Охота без собаки, — неполная охота; она ограничивает круг охот и лишает охотника многих радостей охоты.
Но для того, чтобы вышеозначенные задания исполнялись необходимы: хорошая охотничья собака и должное к ней отношение охотника.
Каким требованиям должна удовлетворять хорошая собака?
Она должна быть чистокровной (аристократкой по происхождению), имея известных, еще лучше — премированных производителей, должна иметь хорошее чутье, быть послушной обладать другими качествами нужными для охотничьей работы.
Большинство охотников удовлетворяются этими требованиями, и на полевых состязаниях и охотничьих выставках любуются красотой, поиском, дальним чутьем и послушании своих собак, измеряют их рост, обхват груди, длину щипца и прута, ставят баллы за чутье, быстроту и манеру поиска, стиль и красоту работы, за подводку и стойку, за дрессировку и подачу, — и выдают награды, аттестаты и дипломы.
Не подлежит сомнению, что рост, сила, чутье и красота, передаваемые чистокровным происхождением, — очень ценные качества охотничьей собаки.
Бесспорно и то, что питомники, выставки и полевые испытания охотничьих собак нужны и полезны, что охотиться с собакой-конопаткой, долго тыкающей носом в кочку, под которой сидит дупель, прежде чем она окончательно его найдет, — скучно и не веселит охотничью душу, что лучше охотиться с породистой собакой, нежели с дворнягой, имеющей овечью морду и хвост кренделем или крючком.
Все это верно. Но определение качеств хорошей собаки, всей цены собаки, — только ее происхождением, чутьем, поиском и дрессировкой, — слишком кратко и не захватывает самого главного значения охотничьей собаки: — близости и привязанности к охотнику, делающих ее верным другом хозяина и как бы членом его семьи.
Я видел у охотников-интеллигентов, безупречных полевых охотничьих собак, живших за глазами, — под наблюдением дрессировщиков и егерей.
Охотники брали собак три-четыре раза в год на охоты, вежливо обращались с ними и, по возвращении с охот, снова отдавали в распоряжение своим егерям, а затем, — не видали собак до следующего года. Они пользовались собаками, как пластинками граммофона: когда нужно, навернут пластинки на вал, сыграют «номер» и положат в ящик, — доследующего раза.
Этими служебными услугами, охотники ограничивали все свое отношение к собаке.
— Хорошо работает в поле… Что же еще нужно требовать от охотничьей собаки?…
Такие охотники, — прежние баричи, белоручки и спортсмены, с сильно развитой «игрецкой жилкой». Идейное содержание их охоты состоит только в том, чтобы поохотиться в своем, обществе, щегольнуть своей собакой, мастерски и много пострелять и других охотников обстрелять …
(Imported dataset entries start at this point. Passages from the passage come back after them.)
//! Arc encodings used by footprint and board formats other than Gerber.
//!
//! Every adapter returns arcs in board coordinates (Y up, positive sweep
//! counter-clockwise, nanometres).

use serde::Serialize;

use crate::error::GeometryError;

use super::arc::{arc_from_endpoints_and_sweep, normalize_angle_deg};
use super::types::{round_nm, ArcParameters, Point};

/// Nanometres per mil.
pub const NM_PER_MIL: f64 = 25_400.0;

/// Stroke width substituted when a format stores a zero width.
pub const DEFAULT_ARC_THICKNESS_NM: i64 = 254_000;

/// An arc read from a vendor format together with its stroke width.
#[derive(Debug, Clone, Copy, PartialEq, Serialize)]
pub struct VendorArc {
    /// Resolved arc geometry.
    pub arc: ArcParameters,
    /// Stroke width in nanometres.
    pub thickness: i64,
}

/// Eagle `<wire x1 y1 x2 y2 width curve>`: two endpoints and a signed curve
/// angle, positive counter-clockwise from the first point to the second.
///
/// # Errors
///
/// Propagates [`arc_from_endpoints_and_sweep`] failures.
pub fn eagle_wire_arc(
    p1: Point,
    p2: Point,
    curve_deg: f64,
    width: i64,
) -> Result<VendorArc, GeometryError> {
    let arc = arc_from_endpoints_and_sweep(p1, p2, curve_deg)?;
    Ok(VendorArc {
        arc,
        thickness: thickness_or_default(width),
    })
}

/// BXL `Arc (Origin x, y) (Radius r) (StartAngle a) (SweepAngle s) (Width w)`
/// with lengths in mils and angles in degrees.
///
/// # Errors
///
/// Returns [`GeometryError::ZeroRadius`] or [`GeometryError::NonFiniteSweep`]
/// for invalid values.
pub fn bxl_arc(
    origin_mil: (f64, f64),
    radius_mil: f64,
    start_deg: f64,
    sweep_deg: f64,
    width_mil: f64,
) -> Result<VendorArc, GeometryError> {
    let center = Point::from_f64(origin_mil.0 * NM_PER_MIL, origin_mil.1 * NM_PER_MIL);
    let arc = ArcParameters::new(
        center,
        radius_mil * NM_PER_MIL,
        start_deg,
        normalize_angle_deg(sweep_deg),
    )?;
    Ok(VendorArc {
        arc,
        thickness: thickness_or_default(round_nm(width_mil * NM_PER_MIL)),
    })
}

/// KiCad `DA`/`fp_arc`: centre and start point in the Y-down footprint
/// frame, and a clockwise sweep in decidegrees.
///
/// Some converted footprints carry sweeps beyond a full turn; these collapse
/// to a single turn, so `3600` and `7200` are both a full circle.
///
/// # Errors
///
/// Returns [`GeometryError::ZeroRadius`] when the start point is the centre.
pub fn kicad_arc(
    center: Point,
    start: Point,
    delta_decideg: i64,
    width: i64,
) -> Result<VendorArc, GeometryError> {
    let center = flip_y(center);
    let start = flip_y(start);
    let (cx, cy) = center.to_f64();
    let (sx, sy) = start.to_f64();

    #[allow(clippy::cast_precision_loss)]
    let clockwise_deg = normalize_angle_deg(delta_decideg as f64 / 10.0);
    let radius = (sx - cx).hypot(sy - cy);
    let start_angle = (sy - cy).atan2(sx - cx).to_degrees();

    let arc = ArcParameters::new(center, radius, start_angle, -clockwise_deg)?;
    Ok(VendorArc {
        arc,
        thickness: thickness_or_default(width),
    })
}

const fn flip_y(point: Point) -> Point {
    Point::new(point.x, point.y.saturating_neg())
}

const fn thickness_or_default(width: i64) -> i64 {
    if width <= 0 {
        DEFAULT_ARC_THICKNESS_NM
    } else {
        width
    }
}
Видел и других охотников молодых и старых, вымещавших на собаках свои промахи и охотничьи неудачи; они били собак плетью, палкой, пинали их ногами.
Видел такого охотника-интеллигента, который заметив, что собака сделала стойку, бежал к ней, неистово крича: «тубо, тубо!» — и после того, как собака, взволнованная этими криками, подвигалась вперед и поднимала птицу, охотник стрелял, промахнувшись, бил собаку шомполом своего пистонного ружья, и сломав шомпол, лупил затылком ружейной ложи.
Этот бой кончился только тогда, когда охотник переломил ложу о собаку.
Я знал охотника, старого военного генерала, возившего на охоты особого «поротеля» собаки, — своего денщика Антона.
— Знаете ли, когда я сам луплю собаку, то скоро устаю и очень волнуюсь… Пусть лучше ее Антошка лупит. Этот, мой чорт «Джек», удивительно сильная и крепкая к бою собака, и я не смогу его как следует пробить. Лежит и молчит, как будто не его лупишь!.. Антошка же, — сильный, и очень добросовестно, до крика, этого мерзавца жарит! — спокойно об'яснял необходимость присутствия денщика на охотах, — толстенький, и по наружному виду — добродушный, старичок охотник.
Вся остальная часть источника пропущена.